When attacks bypass endpoint security, it can often take months for enterprises to discover them. Some security reports even estimate that it requires U.S. companies an average of 191 days to detect a data breach, enabling threat actors to stay undetected within infrastructures for a very long time.

Today, companies are continuously seeking ways to modernize endpoint security in order to detect threats faster and ensure effective response across complex infrastructures. Attack forensics is just one element of improving endpoint detection and response. Another critical factor is complete visibility. Intelligence-gathering on what happened before, during and after an attack has never been more vital, not only for the sake of better protecting infrastructures, but also because new laws and legislation such as GDPR require organizations to provide thorough reporting of data breaches.

Traditional endpoint security is focused on identifying and blocking malware and other potential threats. This means it is ill-equipped to provide IT and security teams the visibility required to backtrack security incidents that were not directly associated with malware.

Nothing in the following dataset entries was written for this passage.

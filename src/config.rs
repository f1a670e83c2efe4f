//! Channel configuration.
//!
//! Loaded from YAML. `used_interface` is kept as the raw stored integer so an
//! out-of-range value survives parsing and is reported as a
//! [`ChannelError::Config`] when the channel starts, like any other startup
//! failure.
//!
//! ```yaml
//! region_name: FT_SharedMem
//! install_dir: /opt/posewire/lib
//! used_interface: 0
//! use_custom_location: true
//! custom_location: /games/falcon/bin
//! ephemeral_library_location: false
//! games: /opt/posewire/games.yaml
//! ```

use serde::{Deserialize, Serialize};
use std::path::{Path, PathBuf};

use crate::region::FREETRACK_HEAP;
use crate::{ChannelError, Result};

/// Which consumer client libraries to advertise.
#[derive(Debug, Clone, Copy, PartialEq, Eq, Serialize, Deserialize)]
#[cfg_attr(feature = "tauri", derive(specta::Type))]
pub enum InterfaceSelection {
    /// FreeTrack and NPClient.
    Both,
    /// FreeTrack only; no companion process is started.
    FreetrackOnly,
    /// NPClient only.
    NpClientOnly,
}

impl InterfaceSelection {
    pub fn uses_freetrack(self) -> bool {
        matches!(self, InterfaceSelection::Both | InterfaceSelection::FreetrackOnly)
    }

    pub fn uses_npclient(self) -> bool {
        matches!(self, InterfaceSelection::Both | InterfaceSelection::NpClientOnly)
    }

    /// Whether NPClient-based consumers need the companion process.
    pub fn needs_companion(self) -> bool {
        self != InterfaceSelection::FreetrackOnly
    }
}

impl TryFrom<i32> for InterfaceSelection {
    type Error = ChannelError;

    fn try_from(value: i32) -> Result<Self> {
        match value {
            0 => Ok(InterfaceSelection::Both),
            1 => Ok(InterfaceSelection::FreetrackOnly),
            2 => Ok(InterfaceSelection::NpClientOnly),
            other => Err(ChannelError::config(
                "used_interface",
                format!("wrong interface selection '{other}'"),
            )),
        }
    }
}

impl From<InterfaceSelection> for i32 {
    fn from(value: InterfaceSelection) -> Self {
        match value {
            InterfaceSelection::Both => 0,
            InterfaceSelection::FreetrackOnly => 1,
            InterfaceSelection::NpClientOnly => 2,
        }
    }
}

/// Settings for one channel instance.
#[derive(Debug, Clone, PartialEq, Serialize, Deserialize)]
#[serde(default)]
pub struct ChannelConfig {
    /// Name of the shared region.
    pub region_name: String,
    /// Directory holding the bundled client libraries and companion program.
    pub install_dir: PathBuf,
    /// Raw interface selection (see [`InterfaceSelection`]).
    pub used_interface: i32,
    pub use_custom_location: bool,
    pub custom_location: Option<PathBuf>,
    /// Clear advertised locations on shutdown.
    pub ephemeral_library_location: bool,
    /// Calibration registry document. When unset, `games.yaml` in
    /// `install_dir` is used if present.
    pub games: Option<PathBuf>,
}

impl Default for ChannelConfig {
    fn default() -> Self {
        Self {
            region_name: FREETRACK_HEAP.to_string(),
            install_dir: default_install_dir(),
            used_interface: InterfaceSelection::Both.into(),
            use_custom_location: false,
            custom_location: None,
            ephemeral_library_location: false,
            games: None,
        }
    }
}

impl ChannelConfig {
    pub fn from_yaml_str(yaml: &str) -> Result<Self> {
        Ok(serde_yaml_ng::from_str(yaml)?)
    }

    pub fn from_file<P: AsRef<Path>>(path: P) -> Result<Self> {
        let path = path.as_ref();
        let yaml = std::fs::read_to_string(path)
            .map_err(|e| ChannelError::config("config", format!("{}: {}", path.display(), e)))?;
        Self::from_yaml_str(&yaml)
    }

    /// Validated interface selection.
    pub fn interface(&self) -> Result<InterfaceSelection> {
        InterfaceSelection::try_from(self.used_interface)
    }

    /// The custom location, if enabled and set to a non-empty path.
    ///
    /// Whether the directory exists is checked by the installer.
    pub fn custom_location(&self) -> Option<&Path> {
        if !self.use_custom_location {
            return None;
        }
        self.custom_location.as_deref().filter(|p| !p.as_os_str().is_empty())
    }
}

/// Directory of the running executable, or the working directory.
fn default_install_dir() -> PathBuf {
    std::env::current_exe()
        .ok()
        .and_then(|exe| exe.parent().map(Path::to_path_buf))
        .unwrap_or_else(|| PathBuf::from("."))
}

#[cfg(test)]
mod tests {
    use super::*;

    #[test]
    fn parses_full_document() {
        let yaml = r#"
region_name: FT_Test
install_dir: /opt/posewire/lib
used_interface: 2
use_custom_location: true
custom_location: /games/bin
ephemeral_library_location: true
games: /opt/posewire/games.yaml
"#;
        let config = ChannelConfig::from_yaml_str(yaml).unwrap();

        assert_eq!(config.region_name, "FT_Test");
        assert_eq!(config.interface().unwrap(), InterfaceSelection::NpClientOnly);
        assert_eq!(config.custom_location(), Some(Path::new("/games/bin")));
        assert!(config.ephemeral_library_location);
        assert_eq!(config.games.as_deref(), Some(Path::new("/opt/posewire/games.yaml")));
    }

    #[test]
    fn missing_fields_take_defaults() {
        let config = ChannelConfig::from_yaml_str("used_interface: 1").unwrap();

        assert_eq!(config.region_name, FREETRACK_HEAP);
        assert_eq!(config.interface().unwrap(), InterfaceSelection::FreetrackOnly);
        assert!(!config.ephemeral_library_location);
    }

    #[test]
    fn out_of_range_interface_is_a_config_error() {
        let config = ChannelConfig::from_yaml_str("used_interface: 7").unwrap();
        let err = config.interface().unwrap_err();

        assert!(matches!(err, ChannelError::Config { .. }));
        assert!(err.to_string().contains("'7'"));
    }

    #[test]
    fn malformed_yaml_is_a_config_error() {
        let err = ChannelConfig::from_yaml_str("used_interface: [").unwrap_err();
        assert!(matches!(err, ChannelError::Config { .. }));
    }

    #[test]
    fn custom_location_requires_flag_and_path() {
        let mut config = ChannelConfig {
            custom_location: Some(PathBuf::from("/games/bin")),
            ..ChannelConfig::default()
        };
        assert_eq!(config.custom_location(), None);

        config.use_custom_location = true;
        assert_eq!(config.custom_location(), Some(Path::new("/games/bin")));

        config.custom_location = Some(PathBuf::new());
        assert_eq!(config.custom_location(), None);
    }

    #[test]
    fn interface_flags() {
        assert!(InterfaceSelection::Both.uses_freetrack());
        assert!(InterfaceSelection::Both.uses_npclient());
        assert!(!InterfaceSelection::FreetrackOnly.uses_npclient());
        assert!(!InterfaceSelection::FreetrackOnly.needs_companion());
        assert!(InterfaceSelection::NpClientOnly.needs_companion());
        assert_eq!(i32::from(InterfaceSelection::NpClientOnly), 2);
    }
}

Best Practices for Deploying Cyberattack Forensics

Attack forensics on endpoints should include a well-laid-out plan of policies and procedures that enable security engineers to understand the value of forensic investigation data and what characteristics of the data should be relevant. Effective attack forensics teams have procedures in place to prepare endpoints for evidence retrieval, to authorize the right personnel to retrieve that data and to direct where to store and document the evidence. To illustrate: This means making sure that logs are stored in secure locations, defining who gets to access those logs and determining how those logs are actually stored.